The 1980s marked the arrival of video cassettes, which turned cinema-viewing into home entertainment for the first time. Pirated VHS tapes further expanded the global reach of Bollywood films and stars. From the1980s onwards, Bachchan became a megastar in Egypt.

‘Bachchan skyrocketed into Egypt's cinema star constellation with films like Geraftaar and Mard (1985) that viewers saw in theatres or watched on video cassette... Back in India, Bachchan's films from the late 1980s did not attract audiences like they had at the peak of his stardom, when he was known as the 'Angry Young Man'. But the later films still had enthusiastic fans in Egypt,’ wrote Texas-based academic Claire Cooley in film journal Jump Cut.

Armbrust recalled two fascinating anecdotes that illustrate the extent of Big B's popularity in Egypt. He wrote, ‘One urban legend circulating in the early 1990s was that a plane carrying Amitabh Bachchan touched down briefly in the Cairo airport for refuelling. Word got out about the Hindi star's presence, and tens of thousands of people came to the airport hoping to catch a glimpse of him. I saw a more concrete example of Bachchan's presence in the displays of vendors in a popular market near downtown. Some of these vendors sold tee shirts emblazoned with the face of Bachchan.’

It's a point that Ahmad Mohd Ahmad Abdel

Rahman, head, department of Urdu, Al-Azhar University, Cairo, reaffirmed in 2011. ‘If any Indian is spotted on the streets, the first welcoming words people utter are 'Hello, Amitabh Bachchan,’ he had told TOI then. It's a matter of academic exploration how an individual becomes synonymous with a nation.

Egypt's love affair with Hindi cinema has continued in recent years. In 2015, journalist Ati Metwaly wrote on Ahram Online how the Egyptians flocked to a Bollywood dance workshop at the India by the Nile festival. ‘Young Egyptians hum Indian songs even if they don't understand the lyrics,’ Metwaly said.

Shah Rukh Khan is wildly popular in Egypt.
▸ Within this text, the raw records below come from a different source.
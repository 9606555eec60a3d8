//! # Multi-curve SDK
//!
//! Client-side pricing, routing and router-call encoding for an exchange
//! whose pools trade on either of two curves:
//!
//! - **Constant Product** (Uniswap v2 style): `constant-product` feature
//! - **Stable** (Curve / Saddle StableSwap style): `stable` feature
//!
//! Everything is computed off-chain from pair snapshots with the same
//! `uint256` integer math the contracts use, so quotes match execution
//! exactly. Nothing here talks to a node; fetching reserves and sending
//! transactions belong to the caller.
//!
//! # Feature Flags
//!
//! | Feature | Default | Description |
//! |---------|---------|-------------|
//! | `constant-product` | yes | `x · y = k` pairs (curve id 0) |
//! | `stable` | yes | Amplified StableSwap pairs (curve id 1) |
//! | `all-curves` | yes | Enables both curves |
//!
//! # Quick Start
//!
//! ```rust
//! use alloy_primitives::{Address, U256};
//! use multicurve_sdk::prelude::*;
//!
//! let weth = Token::new(1, Address::repeat_byte(0x11), 18).with_symbol("WETH");
//! let usdc = Token::new(1, Address::repeat_byte(0x22), 18).with_symbol("USDC");
//!
//! // 1. Pair snapshots as read from the ledger
//! let snapshot = PairSnapshot::constant_product(
//!     (weth.clone(), usdc.clone()),
//!     (U256::from(1_000_000u64), U256::from(950_000u64)),
//!     3_000, // 0.3%
//! )
//! .expect("valid snapshot");
//! let pair = PairFactory::from_snapshot(&snapshot).expect("pair built");
//!
//! // 2. Route and size the trade
//! let route = Route::new(vec![pair], weth.clone(), usdc).expect("connected route");
//! let trade = Trade::exact_in(route, CurrencyAmount::from_raw(weth, 1_000)).expect("quoted");
//! assert_eq!(trade.output_amount().raw(), U256::from(946u64));
//!
//! // 3. Encode the router call
//! let options = SwapOptions::new(Address::repeat_byte(0xab));
//! let call = SwapRouter::swap_call_parameters(&trade, &options).expect("encoded");
//! assert_eq!(call.method_name(), "swapExactForVariable");
//! assert_eq!(call.value(), "0x00");
//! ```
//!
//! # Architecture
//!
//! ```text
//! ┌──────────────┐
//! │ PairSnapshot │  ledger data, serde
//! └──────┬───────┘
//!        │ PairFactory::from_snapshot
//!        ▼
//! ┌──────────────┐
//! │     Pair     │  CurveBox (enum dispatch over SwapCurve)
//! └──────┬───────┘
//!        │ Route::new / Trade::new
//!        ▼
//! ┌──────────────┐
//! │    Trade     │  amounts, execution price, price impact
//! └──────┬───────┘
//!        │ SwapRouter::swap_call_parameters
//!        ▼
//! ┌────────────────┐
//! │ SwapParameters │  method, args, value, calldata
//! └────────────────┘
//! ```
//!
//! # Module Guide
//!
//! | Module | Purpose |
//! |--------|---------|
//! | [`domain`] | Value types: [`Token`](domain::Token), [`CurrencyAmount`](domain::CurrencyAmount), [`Price`](domain::Price), [`Percent`](domain::Percent), ... |
//! | [`traits`] | [`SwapCurve`](traits::SwapCurve), the per-curve quoting abstraction |
//! | [`curves`] | Feature-gated curve math and the [`CurveBox`](curves::CurveBox) dispatch enum |
//! | [`entities`] | [`Pair`](entities::Pair), [`Route`](entities::Route), [`Trade`](entities::Trade) |
//! | [`config`] | [`PairSnapshot`](config::PairSnapshot) and [`SwapOptions`](config::SwapOptions) |
//! | [`factory`] | [`PairFactory`](factory::PairFactory) for snapshot-driven pair construction |
//! | [`router`] | [`SwapRouter`](router::SwapRouter) calldata encoding |
//! | [`math`] | Checked `U256` arithmetic and `BigUint` conversions |
//! | [`constants`] | Protocol parameters fixed by the contracts |
//! | [`error`] | [`AmmError`](error::AmmError) unified error enum |
//! | [`prelude`] | Convenience re-exports for common types and traits |

pub mod config;
pub mod constants;
pub mod curves;
pub mod domain;
pub mod entities;
pub mod error;
pub mod factory;
pub mod math;
pub mod prelude;
pub mod router;
pub mod traits;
King Khan's immense draw is exemplified by a 2021 incident that Ashwini Deshpande, who teaches at Ashoka University, divulged on social media. She tweeted, ‘Needed to transfer money to a travel agent in Egypt. Was having problems with the transfer. He said:

you are from the country of @iamsrk. I trust you. I will make the booking, you pay me later.

For anywhere else, I wouldn't do this. But anything for @iamsrk...’ Later Shah Rukh heart-warmingly sent his autographed photos and a handwritten note to the travel agent.

The occurrence underlines the power of cinema: how it can demolish geographical distances and cultural differences and touch the heart, how it can shape attitudes towards an entire people and a country. Hopefully, there are more stanzas to be sung in this enduring duet.